Task data:
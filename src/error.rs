use thiserror::Error;

/// The error type for access control requests.
#[derive(Debug, Error)]
pub enum Error {
    /// A canned ACL string outside of the recognized keywords.
    #[error("invalid x-amz-acl: {value:?} is not a canned ACL")]
    InvalidAclKeyword {
        /// The rejected keyword.
        value: String,
    },
    /// A grantee whose fields match none of the grantee types.
    #[error("invalid grantee: fields {fields:?} match no grantee type")]
    InvalidGranteeShape {
        /// Names of the fields that were present.
        fields: Vec<String>,
    },
    /// An object key that cannot address an object.
    #[error("invalid object key: {value:?}")]
    InvalidObjectKey {
        /// The rejected key.
        value: String,
    },
    /// A permission outside of the five ACL permission levels.
    #[error("invalid permission: {value:?}")]
    InvalidPermission {
        /// The rejected permission.
        value: String,
    },
    /// The service answered with something other than `200 OK`.
    #[error("service error ({status}): {code}: {message}")]
    Service {
        /// HTTP status returned by the service.
        status: http::StatusCode,
        /// S3 error code, empty when the body carried none.
        code: String,
        /// Message provided by the service.
        message: String,
    },
    /// The transport failed to deliver the request.
    #[error("transport error: {0}")]
    Transport(#[from] TransportError),
    /// Malformed XML document.
    #[error("XML error: {0}")]
    Xml(String),
    /// Malformed JSON policy input.
    #[error("JSON error: {0}")]
    Json(#[from] json::Error),
    /// A value could not be used in an HTTP request.
    #[error("HTTP error: {0}")]
    Http(#[from] http::Error),
    /// Unusable client configuration.
    #[error("configuration error: {0}")]
    Config(String),
}

/// Failure reported by a [`Transport`](crate::storage::Transport).
#[derive(Debug, Error)]
pub enum TransportError {
    /// Error raised by the bundled `reqwest` transport.
    #[cfg(feature = "reqwest-transport")]
    #[error(transparent)]
    Reqwest(#[from] reqwest::Error),
    /// Error raised by a custom transport.
    #[error("{0}")]
    Other(String),
}

/// A `Result` alias defaulting to this crate's [`Error`].
pub type Result<T, E = Error> = std::result::Result<T, E>;

impl From<std::convert::Infallible> for Error {
    fn from(never: std::convert::Infallible) -> Self {
        match never {}
    }
}

impl From<http::header::InvalidHeaderValue> for Error {
    fn from(err: http::header::InvalidHeaderValue) -> Self {
        Error::Http(err.into())
    }
}

impl From<quick_xml::Error> for Error {
    fn from(err: quick_xml::Error) -> Self {
        Error::Xml(err.to_string())
    }
}

impl From<quick_xml::events::attributes::AttrError> for Error {
    fn from(err: quick_xml::events::attributes::AttrError) -> Self {
        Error::Xml(err.to_string())
    }
}

impl From<quick_xml::DeError> for Error {
    fn from(err: quick_xml::DeError) -> Self {
        Error::Xml(err.to_string())
    }
}

impl From<std::io::Error> for Error {
    fn from(err: std::io::Error) -> Self {
        Error::Xml(err.to_string())
    }
}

Task:
In the entries above, identify every line with the string "TransportError".

Output for this exercise:
    Transport(#[from] TransportError),
pub enum TransportError {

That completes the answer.